Au lendemain du 1er juillet, au moins 86 ménages se sont retrouvés à la rue

 

MONTRÉAL — Très préoccupée par l’état du logement locatif au Québec, la députée néo-démocrate Marjolaine Boutin-Sweet (Hochelaga) a rencontré aujourd’hui deux chercheurs de l’Institut de recherche et d’informations socio-économiques (IRIS) qui ont publié une importante note à ce sujet récemment.

Les chercheurs concluent notamment que le désengagement du gouvernement fédéral en matière de logement abordable nuit à une frange importante de la population qui peine ainsi à se trouver un logement adéquat. D’ailleurs, au moins 86 familles se sont retrouvées sans logement à la suite de la traditionnelle journée du déménagement du 1er juillet, dont 41 à Gatineau et 32 à Rouyn-Noranda, selon les données du Front d’action populaire en réaménagement urbain (FRAPRU). 

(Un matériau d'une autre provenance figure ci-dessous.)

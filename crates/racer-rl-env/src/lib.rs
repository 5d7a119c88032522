//! Checkpoint course driving environment
//!
//! An agent drives a kinematic car through an ordered sequence of
//! checkpoints. This crate provides:
//! - Observation building from obstacle rays and target navigation
//! - The reward and episode state machine
//! - A headless arena and the [`Environment`] adapter around it
//! - Wrappers, scripted policies and keyboard-style manual control

#![warn(missing_docs)]
#![warn(clippy::all)]
#![warn(clippy::pedantic)]
#![allow(clippy::module_name_repetitions)]

pub mod arena;
pub mod checkpoint;
pub mod config;
pub mod controller;
pub mod env;
pub mod geometry;
pub mod hooks;
pub mod kinematics;
pub mod manual;
pub mod policies;
pub mod sensors;
pub mod world;
pub mod wrappers;

pub use arena::{Arena, Obstacle, TriggerZone};
pub use checkpoint::{Checkpoint, CheckpointCourse, CheckpointStatus};
pub use config::{
    AgentConfig, CheckpointConfig, CourseConfig, FloorConfig, ObstacleConfig, PoseConfig, RacerConfig,
    RewardConfig,
};
pub use controller::{EpisodeController, EpisodePhase, EpisodeState, TerminationReason};
pub use env::CheckpointCourseEnv;
pub use geometry::Pose;
pub use hooks::{EpisodeEvent, EpisodeHooks, NoopHooks, TracingHooks};
pub use kinematics::{DriveAction, DriveSpace, KinematicBody, MotionBody, MotionConfig};
pub use manual::{InputAxis, KeyState, ManualControl};
pub use policies::{random_drive_policy, ManualPolicy, RandomDrivePolicy, SeekCheckpointPolicy};
pub use sensors::{CarObservation, CarObservationSpace, SensorConfig};
pub use world::{ColliderId, ColliderRef, ContactEvent, ContactKind, LayerMask, RayOracle, Tag};
pub use wrappers::{RewardScale, RewardWrapper, TimeLimit};

// Re-export core types
pub use racer_rl_core::{
    Action, ActionSpace, Environment, Episode, Observation, ObservationSpace, Reward,
    State, Step, TrackedEnvironment,
};

/// Prelude module for convenient imports
pub mod prelude {
    pub use crate::{
        CheckpointCourseEnv, DriveAction, RacerConfig, SeekCheckpointPolicy, TimeLimit,
    };
    pub use racer_rl_core::prelude::*;
}
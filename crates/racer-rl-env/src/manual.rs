//! Human control: keys to smoothed input axes to drive actions

use serde::{Deserialize, Serialize};

use crate::kinematics::{DriveAction, MotionConfig};

/// Directional keys held during a frame
#[derive(Debug, Clone, Copy, Default, PartialEq, Eq, Serialize, Deserialize)]
pub struct KeyState {
    /// W / up arrow
    pub forward: bool,
    /// S / down arrow
    pub back: bool,
    /// A / left arrow
    pub left: bool,
    /// D / right arrow
    pub right: bool,
}

impl KeyState {
    /// Parse a compact key string such as `"WD"`; unknown characters are ignored.
    #[must_use]
    pub fn parse(keys: &str) -> Self {
        keys.chars().fold(Self::default(), |mut state, key| {
            match key.to_ascii_uppercase() {
                'W' | '^' => state.forward = true,
                'S' | 'V' => state.back = true,
                'A' | '<' => state.left = true,
                'D' | '>' => state.right = true,
                _ => {}
            }
            state
        })
    }

    /// Raw vertical axis in `{-1, 0, 1}`
    #[must_use]
    pub fn vertical(&self) -> f64 {
        f64::from(i8::from(self.forward) - i8::from(self.back))
    }

    /// Raw horizontal axis in `{-1, 0, 1}`
    #[must_use]
    pub fn horizontal(&self) -> f64 {
        f64::from(i8::from(self.right) - i8::from(self.left))
    }
}

/// Virtual input axis that ramps toward the held direction
#[derive(Debug, Clone, Serialize, Deserialize)]
#[serde(default)]
pub struct InputAxis {
    /// Units per second toward the target while a key is held
    pub sensitivity: f64,
    /// Units per second back to zero once released
    pub gravity: f64,
    /// Jump to zero first when reversing direction
    pub snap: bool,
    value: f64,
}

impl Default for InputAxis {
    fn default() -> Self {
        Self {
            sensitivity: 3.0,
            gravity: 3.0,
            snap: true,
            value: 0.0,
        }
    }
}

impl InputAxis {
    /// Current value in `[-1, 1]`
    #[must_use]
    pub fn value(&self) -> f64 {
        self.value
    }

    /// Advance by `dt` seconds toward `raw` and return the new value
    pub fn update(&mut self, raw: f64, dt: f64) -> f64 {
        let raw = raw.clamp(-1.0, 1.0);
        if raw == 0.0 {
            self.value = approach(self.value, 0.0, self.gravity * dt);
        } else {
            if self.snap && self.value != 0.0 && raw.signum() != self.value.signum() {
                self.value = 0.0;
            }
            self.value = approach(self.value, raw, self.sensitivity * dt);
        }
        self.value
    }

    /// Return to rest
    pub fn reset(&mut self) {
        self.value = 0.0;
    }
}

fn approach(current: f64, target: f64, max_delta: f64) -> f64 {
    if (target - current).abs() <= max_delta {
        target
    } else {
        current + (target - current).signum() * max_delta
    }
}

/// Turns key presses into drive actions, frame by frame
#[derive(Debug, Clone, Default, Serialize, Deserialize)]
pub struct ManualControl {
    /// Forward / back axis
    pub vertical: InputAxis,
    /// Left / right axis
    pub horizontal: InputAxis,
}

impl ManualControl {
    /// Feed one frame of keys lasting `dt` seconds
    pub fn update(&mut self, keys: KeyState, dt: f64) -> DriveAction {
        let throttle = self.vertical.update(keys.vertical(), dt);
        let turn = self.horizontal.update(keys.horizontal(), dt);
        DriveAction::new(throttle, turn)
    }

    /// Release both axes
    pub fn reset(&mut self) {
        self.vertical.reset();
        self.horizontal.reset();
    }
}

impl MotionConfig {
    /// Speeds of the keyboard-driven player car
    #[must_use]
    pub fn player() -> Self {
        Self {
            move_speed: 20.0,
            turn_speed: 45.0,
        }
    }
}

«Il est inacceptable qu’un pays prospère comme le nôtre abandonne ainsi autant de ses citoyens, dit Mme Boutin-Sweet. Il est grand temps pour le gouvernement de s’engager à financer des logements abordables et sociaux partout au pays.»

Rappelons que depuis 1999, le taux d'inoccupation des logements n'a jamais dépassé le seuil de 3%, qui correspond au niveau d'équilibre. Dans certaines régions, comme à Gatineau (2,1%) et Saguenay (0,7%), la crise est confirmée, mais la situation est d'autant plus inquiétante en Abitibi, avec un taux d'inoccupation qui frôle le zéro (0,2% à Val-d'Or, 0,3% à Rouyn-Noranda et 0,1% à Amos).

Dans un contexte de diminution de l’offre de logements locatifs et d’augmentation des prix des loyers, Mme Boutin-Sweet se dit préoccupée par la proportion du revenu des ménages consacrée à leur loyer. Selon le recensement de 2006, 16,1% des ménages québécois, soit 203 085, payaient plus de la moitié de leur revenu pour leur logement.

«Même s’il est conscient du problème, le gouvernement fédéral se retire du financement du logement social, alors que les familles qui n'ont pas les moyens
d'acheter ou de louer dans un contexte de hausse des prix de l’immobilier devraient pouvoir se tourner vers ce type de logement», termine-t-elle.